Tools
Self-Hosted AI Agent Security: Deploy Microsoft's Agent Governance Toolkit
Microsoft's Agent Governance Toolkit brings zero-trust policy enforcement, execution sandboxing, and audit trails to autonomous AI agents. Here is how to deploy it on your own infrastructure.

Self-Hosted AI Agent Security: Deploy Microsoft Agent Governance Toolkit
Your AI agents call tools, browse the web, query databases, and delegate to other agents. Once deployed, they make decisions autonomously — and you need answers to three questions: *Is this action allowed? Which agent did this? Can you prove what happened?*
Microsoft's **Agent Governance Toolkit**, now in public preview at 3,400+ GitHub stars and trending this week, answers all three. It is an open-source (MIT), framework-agnostic governance layer that adds policy enforcement, zero-trust identity, execution sandboxing, and reliability engineering to autonomous AI agents — and yes, you can run it on your own infrastructure.
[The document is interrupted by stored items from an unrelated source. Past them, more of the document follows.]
//! End-to-end document parsing tests.

use indexmap::IndexMap;
use judo_core::{parse, Grammar, ParseError, Value};
use pretty_assertions::assert_eq;

fn object(pairs: &[(&str, Value)]) -> Value {
    Value::Object(
        pairs
            .iter()
            .map(|(key, value)| (key.to_string(), value.clone()))
            .collect::<IndexMap<_, _>>(),
    )
}

fn string(text: &str) -> Value {
    Value::String(text.to_string())
}

#[test]
fn test_string_document() {
    assert_eq!(parse("\"hello\""), Ok(string("hello")));
}

#[test]
fn test_number_document() {
    assert_eq!(parse("123"), Ok(Value::Number(123)));
    assert_eq!(parse("0"), Ok(Value::Number(0)));
    // The digit run is taken as one decimal integer, leading zeros and all.
    assert_eq!(parse("007"), Ok(Value::Number(7)));
}

#[test]
fn test_flat_object() {
    assert_eq!(
        parse("{\"a\": 1, \"b\": 2}"),
        Ok(object(&[("a", Value::Number(1)), ("b", Value::Number(2))])),
    );
}

#[test]
fn test_flat_array() {
    assert_eq!(
        parse("[1, 2, 3]"),
        Ok(Value::Array(vec![
            Value::Number(1),
            Value::Number(2),
            Value::Number(3),
        ])),
    );
}

#[test]
fn test_nested_object_array_object() {
    let expected = object(&[(
        "a",
        Value::Array(vec![Value::Number(1), object(&[("b", string("c"))])]),
    )]);
    assert_eq!(parse("{\"a\": [1, {\"b\": \"c\"}]}"), Ok(expected));
}

#[test]
fn test_empty_containers() {
    assert_eq!(parse("{}"), Ok(object(&[])));
    assert_eq!(parse("[]"), Ok(Value::Array(vec![])));
    assert_eq!(parse("{ }"), Ok(object(&[])));
    assert_eq!(parse("[ \n ]"), Ok(Value::Array(vec![])));
}

#[test]
fn test_object_key_order_is_parse_order() {
    let value = parse("{\"z\": 1, \"a\": 2, \"m\": 3}").unwrap();
    let keys: Vec<&str> = value.as_object().unwrap().keys().map(String::as_str).collect();
    assert_eq!(keys, vec!["z", "a", "m"]);
}

#[test]
fn test_duplicate_keys_last_write_wins() {
    let value = parse("{\"a\": 1, \"a\": 2}").unwrap();
    assert_eq!(value.len(), Some(1));
    assert_eq!(value.get("a"), Some(&Value::Number(2)));
}

#[test]
fn test_whitespace_between_tokens() {
    let input = "{ \"a\":\n[1,\n 2],\n\"b\": \"x y\" }";
    let expected = object(&[
        ("a", Value::Array(vec![Value::Number(1), Value::Number(2)])),
        ("b", string("x y")),
    ]);
    assert_eq!(parse(input), Ok(expected));
}

#[test]
fn test_whitespace_is_not_skipped_after_numbers() {
    // Only char and string matches skip trailing whitespace, so a space
    // between a number and the closing bracket is not absorbed.
    assert_eq!(parse("[1, 2, 3 ]"), Err(ParseError::Unmatched));
    // After a string it is.
    assert_eq!(parse("[\"a\" ]"), Ok(Value::Array(vec![string("a")])));
}

#[test]
fn test_tab_is_not_whitespace() {
    assert_eq!(parse("{\t}"), Err(ParseError::Unmatched));
    assert_eq!(parse("[\t1]"), Err(ParseError::Unmatched));
}

#[test]
fn test_surrounding_whitespace() {
    assert_eq!(parse("  \n{\"a\": 1}\n  "), Ok(object(&[("a", Value::Number(1))])));
}

#[test]
fn test_string_with_embedded_newline() {
    // No escapes exist; the literal runs to the next quote, newline included.
    assert_eq!(parse("\"a\nb\""), Ok(string("a\nb")));
}

#[test]
fn test_malformed_documents_are_rejected() {
    let malformed = [
        "",
        ",",
        "{",
        "}",
        "[1,",
        "\"unterminated",
        "{\"a\": }",
        "{\"a\" 1}",
        "{a: 1}",
        "[1 2]",
        "{\"a\": 1,}",
        "[1, ]",
    ];
    for input in malformed {
        assert_eq!(parse(input), Err(ParseError::Unmatched), "input: {input:?}");
    }
}

#[test]
fn test_trailing_input_is_an_error() {
    assert_eq!(parse("123abc"), Err(ParseError::TrailingInput));
    assert_eq!(parse("{} {}"), Err(ParseError::TrailingInput));
}

#[test]
fn test_one_grammar_many_documents() {
    let grammar = Grammar::new();
    let documents = ["1", "\"a\"", "[[], {}]", "{\"k\": [0]}"];
    for input in documents {
        assert!(grammar.parse(input).is_ok(), "input: {input:?}");
    }
}

#[test]
fn test_agrees_with_reference_parser() {
    // Every valid JUDO document is also valid JSON; the reference parser
    // must agree on the result.
    let documents = [
        "\"hello\"",
        "123",
        "{\"a\": 1, \"b\": 2}",
        "[1, 2, 3]",
        "{\"a\": [1, {\"b\": \"c\"}]}",
        "{}",
        "[]",
    ];
    for input in documents {
        let ours = parse(input).unwrap();
        let reference: serde_json::Value = serde_json::from_str(input).unwrap();
        let re_read: serde_json::Value = serde_json::from_str(&ours.to_string()).unwrap();
        assert_eq!(re_read, reference, "input: {input:?}");
    }
}
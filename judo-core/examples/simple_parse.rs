use judo_core::Grammar;

fn main() {
    let input = "{\"name\": \"judo\", \"tags\": [\"parser\", \"combinator\"], \"stars\": 3}";

    println!("Input: {input}\n");

    let grammar = Grammar::new();
    match grammar.parse(input) {
        Ok(value) => {
            println!("Parsed: {value}");
            if let Some(name) = value.get("name").and_then(|v| v.as_str()) {
                println!("name: {name:?}");
            }
            if let Some(tags) = value.get("tags").and_then(|v| v.as_array()) {
                println!("tags: {} entries", tags.len());
            }
        }
        Err(err) => println!("Parse failed: {err}"),
    }
}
For the self-hosted AI community, this is the missing security layer that makes production agent deployments practical without surrendering control to a cloud provider.
What Agent Governance solves
The toolkit covers the full OWASP Agentic Top 10 — all ten categories, which is a first for any open-source project. The three core problems it addresses map directly to what breaks in self-hosted multi-agent systems:
1. Policy enforcement
An agent with access to `send_email` and `query_database` should not be able to `drop_table`. Traditional IAM roles control *which services* an agent can reach, not *what it does* once connected. Agent Governance introduces **scoped policy definitions** that constrain tool calls, API usage, and data access at runtime — before the action reaches the underlying service.
2. Agent identity and attribution
In a multi-agent system, five agents might share a single API key. When something goes wrong, "an agent did it" is not an incident response. The toolkit assigns **cryptographic identities** to agents and binds every action to an auditable principal across distributed traces.
3. Tamper-proof audit trails
Regulators, auditors, and compliance teams need proof. Agent Governance writes every decision (allowed and denied) to an immutable audit log with cryptographic binding, so you can reconstruct exactly what each agent did, when, and why.
Architecture overview
The toolkit is designed around three layers that work together regardless of your agent framework (LangChain, CrewAI, AutoGen, Semantic Kernel, or raw tool-calling code):
```
┌─────────────────────────────────────────────────┐
│ Your Agent │
├─────────────────────────────────────────────────┤
│ Agent Governance SDK │
│ (Python, TypeScript, .NET, Go) │
├─────────────────────────────────────────────────┤
│ Policy Engine │ Identity │ Audit │
│ (OPA/Rego) │ (JWTs) │ (Immutable) │
├─────────────────────────────────────────────────┤
│ Execution Sandbox │ Circuit Breakers │
│ (Restricted env) │ (Rate limit, retry) │
└─────────────────────────────────────────────────┘
```
Every tool call by your agent passes through the **Policy Engine** before execution. The identity layer attaches a signed JWT to every request. The **Execution Sandbox** constrains what the agent can do at the OS level (namespace isolation, filesystem restrictions, network rules). **Circuit breakers** prevent runaway agents from overwhelming upstream services.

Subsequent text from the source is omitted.